We currently have outstanding shares of Preferred Stock with
rights, privileges, and preferences superior to those of the
common stock.

     The holders of our common stock are entitled to receive such
dividends as the board of directors may from time to time declare
out of funds legally available for the payment of dividends,
subject to the preferential rights of the holder of outstanding
Preferred Stock.  We have not paid dividends with respect to
common stock.  Management anticipates retaining any potential
earnings for working capital and investment in growth and
expansion of the business of EuroGas and does not anticipate
paying dividends on the common stock in the foreseeable future.

                          LEGAL MATTERS

     The validity of the shares of common stock being offered
hereby is being passed upon for us by Parr Waddoups Brown Gee &
Loveless.

<PAGE>                             26

                             EXPERTS

     The consolidated balance sheets of the company as of
December 31, 1999 and 1998 and the consolidated statements of operations,
stockholders' equity (deficit) and cash flows for each of the three years
in the period ended December 31, 1999, included in the company's Annual
Report as amended by Amendment No. 2 on Form 10-K/A for the year ended
December 31, 1999 filed with the SEC on August 11, 2000, and incorporated
by reference in this prospectus have been included herein in reliance on
the report of Hansen, Barnett and Maxwell, independent certified public
accountants, given on the authority of that firm as experts in auditing and
accounting.

                        SUBSEQUENT EVENTS

                   Proposed Beaver River Sale

       We hold a 15% interest in the "Beaver River" natural gas
project, which is an attempt to reestablish commercial production
in an old Amoco field; however, we are presently negotiating an
agreement pursuant to which we expect to return such 15% interest
to the former owners in exchange for the return of the shares of
common stock issued to purchase such interest.

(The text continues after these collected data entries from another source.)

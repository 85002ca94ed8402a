// tests/rotation_health.rs
//
// Rotation and key-health properties against the public llm surface.
// Time-dependent checks use the `_at` variants with explicit timestamps.

use std::sync::Arc;
use std::time::Duration;

use chrono::{Duration as ChronoDuration, Utc};
use rand::Rng;

use upsc_news_enricher::llm::{
    HealthPolicy, KeyHealthTracker, KeyRotator, ProviderFamily, ProviderPool,
};

fn pool_of(n: usize) -> (Arc<KeyHealthTracker>, KeyRotator, ProviderPool) {
    let tracker = Arc::new(KeyHealthTracker::new(HealthPolicy::default()));
    let pool = ProviderPool::new(
        ProviderFamily::new("groq"),
        (0..n).map(|i| format!("gsk_it_{i}")),
    );
    tracker.register_pool(&pool);
    let rotator = KeyRotator::new(tracker.clone());
    (tracker, rotator, pool)
}

#[test]
fn three_healthy_keys_rotate_in_cyclic_order() {
    let (_t, rot, pool) = pool_of(3);
    let got: Vec<usize> = (0..5)
        .map(|_| rot.next(&pool).expect("healthy key").ordinal())
        .collect();
    assert_eq!(got, vec![0, 1, 2, 0, 1]);
}

#[test]
fn threshold_failures_make_key_unhealthy_until_cooldown() {
    let (tracker, _rot, pool) = pool_of(1);
    let cred = &pool.credentials()[0];
    let t0 = Utc::now();

    tracker.record_failure_at(cred, "HTTP 503: overloaded", t0);
    tracker.record_failure_at(cred, "HTTP 503: overloaded", t0);
    assert!(tracker.is_healthy(cred), "two failures stay under the threshold");
    tracker.record_failure_at(cred, "HTTP 503: overloaded", t0);
    assert!(!tracker.is_healthy(cred));

    assert_eq!(tracker.attempt_recovery_at(t0 + ChronoDuration::minutes(14)), 0);
    assert!(!tracker.is_healthy(cred));

    assert_eq!(tracker.attempt_recovery_at(t0 + ChronoDuration::minutes(15)), 1);
    assert!(tracker.is_healthy(cred));
    let rec = tracker.record(cred).unwrap();
    assert_eq!(rec.consecutive_failures, 0);
    assert_eq!(rec.total_failures, 3);
}

#[test]
fn permanently_disabled_key_never_recovers() {
    let (tracker, rot, pool) = pool_of(1);
    let cred = &pool.credentials()[0];
    let t0 = Utc::now();

    tracker.record_failure_at(
        cred,
        "HTTP 402: {\"error\":\"account is delinquent, update payment method\"}",
        t0,
    );
    assert!(!tracker.is_healthy(cred));
    assert_eq!(tracker.attempt_recovery_at(t0 + ChronoDuration::days(30)), 0);
    assert!(rot.next_at(&pool, t0 + ChronoDuration::days(30)).is_none());

    tracker.reset(cred);
    assert!(tracker.is_healthy(cred));
}

#[test]
fn rate_limit_quota_text_is_not_permanent() {
    let (tracker, _rot, pool) = pool_of(1);
    let cred = &pool.credentials()[0];
    tracker.record_failure(cred, "HTTP 429: Resource has been exhausted (e.g. check quota).");
    let rec = tracker.record(cred).unwrap();
    assert!(rec.is_active);
    assert!(rec.is_healthy);
}

#[test]
fn next_recovers_a_fully_unhealthy_pool_before_giving_up() {
    let (tracker, rot, pool) = pool_of(2);
    let t0 = Utc::now();
    for cred in pool.credentials() {
        for _ in 0..3 {
            tracker.record_failure_at(cred, "timeout after 60s", t0);
        }
    }
    assert!(rot.next_at(&pool, t0 + ChronoDuration::minutes(1)).is_none());

    let picked = rot
        .next_at(&pool, t0 + ChronoDuration::minutes(16))
        .expect("recovered key");
    assert_eq!(picked.ordinal(), 0, "recovery keeps pool order");
    assert_eq!(tracker.healthy_count(pool.family()), 2);
}

#[test]
fn failing_key_is_skipped_while_the_other_keeps_serving() {
    let (tracker, rot, pool) = pool_of(2);
    assert_eq!(rot.next(&pool).unwrap().ordinal(), 0);
    assert_eq!(rot.next(&pool).unwrap().ordinal(), 1);

    let first = pool.credentials()[0].clone();
    for _ in 0..3 {
        tracker.record_failure(&first, "HTTP 500: internal");
    }
    for _ in 0..4 {
        assert_eq!(rot.next(&pool).unwrap().ordinal(), 1);
    }
}

#[test]
fn empty_pool_yields_none() {
    let (_t, rot, pool) = pool_of(0);
    assert!(rot.next(&pool).is_none());
}

#[test]
fn report_counts_keys_by_state() {
    let (tracker, _rot, pool) = pool_of(3);
    let creds = pool.credentials();
    tracker.record_success(&creds[0]);
    for _ in 0..3 {
        tracker.record_failure(&creds[1], "HTTP 500");
    }
    tracker.deactivate(&creds[2], "revoked by operator");

    let report = tracker.report();
    assert_eq!(report.total_keys, 3);
    assert_eq!(report.healthy_keys, 1);
    assert_eq!(report.disabled_keys, 1);
    assert_eq!(report.families.len(), 1);
    assert_eq!(report.families[0].family.as_str(), "groq");

    let json = serde_json::to_string(&report).unwrap();
    assert!(!json.contains("gsk_it_"), "secrets must not appear in reports");
}

#[tokio::test(flavor = "multi_thread", worker_threads = 4)]
async fn concurrent_rotation_keeps_cursor_in_bounds() {
    let (tracker, rot, pool) = pool_of(3);
    let pool = Arc::new(pool);
    let rot = Arc::new(rot);

    let mut set = tokio::task::JoinSet::new();
    for task in 0..16u64 {
        let pool = pool.clone();
        let rot = rot.clone();
        let tracker = tracker.clone();
        set.spawn(async move {
            for i in 0..25u64 {
                let jitter = rand::rng().random_range(0..3);
                tokio::time::sleep(Duration::from_millis(jitter)).await;
                if let Some(cred) = rot.next(&pool) {
                    if (task + i) % 7 == 0 {
                        tracker.record_failure(&cred, "HTTP 503");
                    } else {
                        tracker.record_success(&cred);
                    }
                }
                let healthy = tracker.healthy_in(pool.credentials()).len();
                assert!(pool.cursor() < healthy.max(pool.len()));
            }
        });
    }
    while let Some(res) = set.join_next().await {
        res.expect("rotation task panicked");
    }
    assert!(pool.cursor() < pool.len());
}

       Memorandum of Understanding Settling FCDC Judgment

     On March 16, 2000, the United States District Court,
District of Utah, Central Division entered a default judgment
against EuroGas, and in favor of Finance & Credit Development
Corporation, Ltd. ("FCDC"), in the amount of $19,773,113, in a
case styled Finance & Credit Development Corporation Ltd., an
Ireland Corporation vs. EuroGas, Inc., a Utah corporation, Case
No. 2:00VC-1024K.  On or about June 16, 2000, we entered into a
memorandum of understanding, with FCDC in satisfaction of its
default judgment.  The material terms of such memorandum of
understanding are set forth in "Selling Shareholders - Finance of
Credit Development Corporation, Ltd."

<PAGE>                             27


         INCORPORATION OF CERTAIN DOCUMENTS BY REFERENCE

     As permitted by SEC rules, this prospectus does not contain
all of the information that prospective investors can find in the
Registration Statement or the exhibits to the Registration
Statement.  The SEC permits us to incorporate by reference into
this prospectus information filed separately with the SEC.  The
information incorporated by reference is deemed to be part of
this prospectus, except as superseded or modified by information
contained directly in this prospectus or in a subsequently filed
document that also is (or is deemed to be) incorporated herein by
reference.

     This prospectus incorporates by reference the documents set
forth below that the Company (File No. 33-1381-D) has previously
filed with the SEC pursuant to the Securities Exchange Act of
1934, as amended (the "Exchange Act").  These documents contain
important information about the Company and its financial
condition.

     (a)  Our Annual Report on Form 10-K for the year ended
December 31, 1999, filed with the SEC on April 14, 2000, as
amended by Amendment No. 1 on Form 10-K/A filed with the SEC on
May 1, 2000, as further amended by Amendment No. 2 on Form 10-K/A
filed with the SEC on August 11, 2000.

     (b)  Our Quarterly Report on Form 10-Q for the quarter ended
March 31, 2000, filed with the SEC on May 15, 2000, as amended by
Amendment No. 1 on Form 10-Q/A filed with the SEC on August 11,
2000.

     (c)  Our Quarterly Report on Form 10-Q for the quarter ended
June 30, 2000, as filed with the SEC on August 17, 2000.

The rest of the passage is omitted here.